Romain tourna la tête vers les dortoirs, la nuit était douce, le silence agréable.
" Lena.
- Oui ?
- Je sortirai la semaine prochaine. Quelques mois avant toi. Tu resteras seule ce temps-là. Mais je t'attendrai à la sortie et je t'aiderai.
- Tu m'aideras pour faire quoi ?
- A sauver ton frère. Et si c'est en mon pouvoir je détruirai l'oracle.
- Merci.
- Peut-être verrai-je ton frère la semaine prochaine quand je sortirai. Tu veux que je lui dise un mot ?
- Dis-lui juste que je pense à lui et que j'arrive. Et merci, Romain. "

Lena posa sa tête sur l'épaule de son ami, jusqu'à ce que la nuit soit avancée. Puis ils partirent se coucher.
" J'espère juste qu'il veut être sauvé. " Romain n'entendit pas son amie murmurer. L'oracle, lui, l'entendait. Caleb aussi.

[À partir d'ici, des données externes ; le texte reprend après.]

//! Snowflake ID - time-ordered 64-bit identifier
//!
//! Layout (most significant first):
//! - 41 bits: milliseconds since [`Snowflake::EPOCH`]
//! - 10 bits: worker id
//! - 12 bits: per-millisecond sequence
//!
//! Ids minted later always compare greater, so sorting by id is sorting by
//! creation order. The contest tie-break depends on this.

use std::fmt;
use std::str::FromStr;

use chrono::{DateTime, TimeZone, Utc};
use parking_lot::Mutex;
use serde::{Deserialize, Deserializer, Serialize, Serializer};

const WORKER_BITS: u32 = 10;
const SEQUENCE_BITS: u32 = 12;
const MAX_WORKER: u16 = (1 << WORKER_BITS) - 1;
const SEQUENCE_MASK: i64 = (1 << SEQUENCE_BITS) - 1;

/// Time-ordered identifier shared by every entity
#[derive(Debug, Clone, Copy, PartialEq, Eq, PartialOrd, Ord, Hash, Default)]
pub struct Snowflake(i64);

impl Snowflake {
    /// 2025-01-01T00:00:00Z in milliseconds
    pub const EPOCH: i64 = 1_735_689_600_000;

    #[inline]
    pub const fn new(id: i64) -> Self {
        Self(id)
    }

    #[inline]
    pub const fn into_inner(self) -> i64 {
        self.0
    }

    /// Milliseconds since the Unix epoch at which this id was minted
    #[inline]
    pub fn timestamp_millis(&self) -> i64 {
        (self.0 >> (WORKER_BITS + SEQUENCE_BITS)) + Self::EPOCH
    }

    #[inline]
    pub fn worker_id(&self) -> u16 {
        ((self.0 >> SEQUENCE_BITS) & i64::from(MAX_WORKER)) as u16
    }

    pub fn minted_at(&self) -> Option<DateTime<Utc>> {
        Utc.timestamp_millis_opt(self.timestamp_millis()).single()
    }
}

#[derive(Debug, Clone, Copy, PartialEq, Eq, thiserror::Error)]
pub enum SnowflakeParseError {
    #[error("invalid snowflake: expected a decimal integer")]
    InvalidFormat,
}

impl fmt::Display for Snowflake {
    fn fmt(&self, f: &mut fmt::Formatter<'_>) -> fmt::Result {
        self.0.fmt(f)
    }
}

impl FromStr for Snowflake {
    type Err = SnowflakeParseError;

    fn from_str(s: &str) -> Result<Self, Self::Err> {
        s.trim()
            .parse::<i64>()
            .map(Self)
            .map_err(|_| SnowflakeParseError::InvalidFormat)
    }
}

impl From<i64> for Snowflake {
    fn from(id: i64) -> Self {
        Self(id)
    }
}

impl From<Snowflake> for i64 {
    fn from(id: Snowflake) -> Self {
        id.0
    }
}

// Browsers lose precision above 2^53, so ids travel as strings.
impl Serialize for Snowflake {
    fn serialize<S: Serializer>(&self, serializer: S) -> Result<S::Ok, S::Error> {
        serializer.collect_str(self)
    }
}

impl<'de> Deserialize<'de> for Snowflake {
    fn deserialize<D: Deserializer<'de>>(deserializer: D) -> Result<Self, D::Error> {
        #[derive(Deserialize)]
        #[serde(untagged)]
        enum Repr {
            Text(String),
            Number(i64),
        }

        match Repr::deserialize(deserializer)? {
            Repr::Number(n) => Ok(Self(n)),
            Repr::Text(s) => s.parse().map_err(serde::de::Error::custom),
        }
    }
}

#[derive(Debug, Default)]
struct GeneratorState {
    last_millis: i64,
    sequence: i64,
}

/// Mints [`Snowflake`]s for a single worker
#[derive(Debug)]
pub struct SnowflakeGenerator {
    worker_id: u16,
    state: Mutex<GeneratorState>,
}

impl SnowflakeGenerator {
    /// Worker ids above 1023 are masked into range.
    pub fn new(worker_id: u16) -> Self {
        Self {
            worker_id: worker_id & MAX_WORKER,
            state: Mutex::new(GeneratorState::default()),
        }
    }

    pub fn worker_id(&self) -> u16 {
        self.worker_id
    }

    pub fn generate(&self) -> Snowflake {
        let mut state = self.state.lock();
        let mut now = Utc::now().timestamp_millis().max(state.last_millis);

        if now == state.last_millis {
            state.sequence = (state.sequence + 1) & SEQUENCE_MASK;
            if state.sequence == 0 {
                // sequence exhausted for this millisecond: borrow the next one
                now += 1;
            }
        } else {
            state.sequence = 0;
        }
        state.last_millis = now;

        let id = ((now - Snowflake::EPOCH) << (WORKER_BITS + SEQUENCE_BITS))
            | (i64::from(self.worker_id) << SEQUENCE_BITS)
            | state.sequence;
        Snowflake(id)
    }
}

impl Default for SnowflakeGenerator {
    fn default() -> Self {
        Self::new(0)
    }
}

Lena était sortie le matin du bagne. Un maigre bagage de tenues envoyées par sa mère avait fait sa joie. Elle avait vu Romain au coin de la rue, qui lui avait fait un petit signe de la main. Il avait grandi et forci. Il portait même un beau costume. Mais ce n'était pas encore le moment des retrouvailles et il avait suivi de loin la colonne d'adolescents qui gravissait la colline de l'Oracle.

Lena avait trouvé ses tenues bien ternes après cette rencontre et son coeur s'était serré sans qu'elle sache pourquoi.

La jeune fille était la dernière de la cohorte, un garde fermait la marche derrière elle. Elle marchait en silence, redoutant toujours autant de paraître devant l'oracle. Elle entendit bien un bruit sourd mais cela ne l'alerta pas. Elle sursauta quand une main se posa sur sa bouche. Mais Romain et elle avaient si souvent exécuté cette manoeuvre qu'elle sut avant de le voir qui était son assaillant.
" Bonjour, ma belle. "

Lena rougit jusqu'aux oreilles. Jamais son ami ne lui avait parlé comme ça.
" Bonjour.
- Ces huit mois se sont bien passés ?
- Oui, ça va, tu m'as manqué un peu, mais je me disais que tu étais sûrement mieux dehors. Ce qui a l'air d'être le cas.
- Oui, en passant devant l'oracle j'ai pu retrouver ma position, mes parents, enfin tout. Je ne savais pas qu'ils étaient si riches.
- Que t'a dit l'oracle, alors ?
- Bonjour. Il était poli.
- Moque-toi de moi.
- Je suis tombé sur ton frère. "

Lena s'était raidie et arrêtée. Doucement Romain l'incita à suivre le reste de la file.
" Il allait bien, même si l'oracle commençait déjà à l'avaler. Il me connaissait, tu sais. Avant même que je n'arrive, il me connaissait. Il a demandé au garde d'aller plus loin. Je lui ai transmis ton message. Il m'a dit qu'il le connaissait déjà. Il avait l'air triste au fond. Et puis il m'a dit que je pouvais partir. J'ai cru qu'il plaisantait. Et il m'a dit que non, mon avenir ne regardait que moi, il m'a dit que c'était un cadeau. Si je peux je l'aiderai. Je lui dois bien ça.
- Nous allons bientôt arriver, non ?
- D'ici un quart d'heure, je pense.
- As-tu une idée pour l'aider ?
- Si je te disais qui me l'a donnée tu ne me croirais pas ... "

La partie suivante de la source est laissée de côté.